“Ballet is anatomically incorrect”. Quote from – William Forsythe, in a wonderful movie about his company.
I had a weight problem when I was a teenager. At the National Ballet School of Canada we were weighed once a week. Our weight was posted publicly in the lunch room, from week to week. On Fridays when my class got weighed, we skipped breakfast but drank a lot of coffee – so as to stimulate urination, water loss, and loss of weight. So we went into ballet class at 9:00 with no nutrition, and dehydrated. Not recommended for a good lifestyle..
The funny thing is, I had no weight problem before I went to the school. I was so thin as a child that my mother had all kinds of tricks and punishments to make me eat.
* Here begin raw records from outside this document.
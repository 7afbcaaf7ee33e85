//! Hex dump of raw bytes for tracing

use std::fmt::Write;

const ROW_WIDTH: usize = 16;

/// Renders `bytes` as rows of 16: an 8 digit hex offset, the bytes in hex and a column
/// of printable characters, ie.
///
/// ```text
/// 00000000: 41 4d 51 50 00 01 00 00                           * AMQP....         *
/// ```
///
/// Empty input still renders one row. Rows are separated by `\n`.
pub fn hex_dump(bytes: &[u8]) -> String {
    let mut out = String::new();
    let mut offset = 0;
    loop {
        let row = &bytes[offset..bytes.len().min(offset + ROW_WIDTH)];
        write_row(&mut out, offset, row);
        offset += row.len();
        if offset >= bytes.len() {
            break;
        }
        out.push('\n');
    }
    out
}

fn write_row(out: &mut String, offset: usize, row: &[u8]) {
    // Writing into a String cannot fail
    let _ = write!(out, "{:08x}: ", offset);
    for b in row {
        let _ = write!(out, "{:02x} ", b);
    }
    for _ in row.len()..ROW_WIDTH {
        out.push_str("   ");
    }
    out.push_str("  * ");
    for &b in row {
        match b.is_ascii_graphic() || b == b' ' {
            true => out.push(b as char),
            false => out.push('.'),
        }
    }
    for _ in row.len()..ROW_WIDTH {
        out.push(' ');
    }
    out.push_str(" *");
}

#[cfg(test)]
mod tests {
    use super::hex_dump;

    #[test]
    fn empty_input_renders_one_row() {
        let expected = format!("00000000: {}  * {} *", " ".repeat(48), " ".repeat(16));
        assert_eq!(hex_dump(&[]), expected);
    }

    #[test]
    fn protocol_header_row() {
        let dump = hex_dump(b"AMQP\x00\x01\x00\x00");
        assert_eq!(
            dump,
            format!(
                "00000000: 41 4d 51 50 00 01 00 00 {}  * AMQP.... {} *",
                " ".repeat(24),
                " ".repeat(7)
            )
        );
    }

    #[test]
    fn rows_are_split_at_sixteen_bytes() {
        let bytes: Vec<u8> = (0u8..20).collect();
        let dump = hex_dump(&bytes);
        let rows: Vec<_> = dump.split('\n').collect();
        assert_eq!(rows.len(), 2);
        assert!(rows[0].starts_with("00000000: 00 01 02"));
        assert!(rows[1].starts_with("00000010: 10 11 12 13 "));
        assert!(rows[0].ends_with("* ................ *"));
    }
}
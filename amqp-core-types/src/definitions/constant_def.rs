/// the IANA assigned port number for AMQP.
/// The standard AMQP port number that has been assigned
/// by IANA for TCP, UDP, and SCTP.
pub const PORT: u16 = 5672;

/// the IANA assigned port number for secure AMQP (amqps).
/// Implementations listening on this port SHOULD NOT expect a protocol handshake before TLS is negotiated.
pub const SECURE_PORT: u16 = 5671;

/// major protocol version.
pub const MAJOR: u8 = 1;

/// minor protocol version.
pub const MINOR: u8 = 0;

/// protocol revision
pub const REVISION: u8 = 0;

/// the lower bound for the agreed maximum frame size (in bytes).
/// Until the peers have agreed a definitive maximum frame size for the connection,
/// frames of up to this size can always be sent.
pub const MIN_MAX_FRAME_SIZE: usize = 512;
Unfortunately at the time, little was known about metabolism, and good diet. I know the school has corrected that now.
The absolutely most incredibly talented dancer in our school at the time also had a weight problem. She was chosen for a solo by a visiting Russian teacher. She lost tons of weight and danced brilliantly. People were riveted when she stepped onto the stage in the school show. Time and space stopped when she danced.
But after he left for Russia she gained weight again. Then a few months later she was supposed to go into the National Ballet Company. She didn’t. We heard that she ended up in the hospital with a “tropical disease”. Huh? Looking back, I don’t believe it. I think she starved herself. Too much. Just my theory.
About a year later I met her on the street. I was going through a “I’ll never dance again” period. She was working at a phone company and actually helped me get a job there. (I lasted three months).
After I severed all ties with my school, I mysteriously lost weight. My mother called me “the skull”, I was so thin.
A famous ballet story that deals with weight is “Dancing On My Grave” by Gelsey Kirkland. It’s a thriller for a ballet bio, very engrossing.
What does this all mean? Firstly, it means our teachers knew little about being thin and being healthy. No one’s fault at the time.
But we do now! So how do you fit into that size zero tutu?
I remember an amazing moment after I’d just finished my Cecchetti teacher’s exam. My examiner was Margaret Saul, much feared at the time. (and somewhere in her eighties). My exam was the last of the day – and after my exam partner and I left the studio, Ms. Saul came out. She smiled at me and said “You have plump arms – like Karsavina. They make the right line”. (Cecchetti’s pupil and partner to Nijinsky).
I don’t think I heard that correctly for about two weeks. Karsavina? Tamara?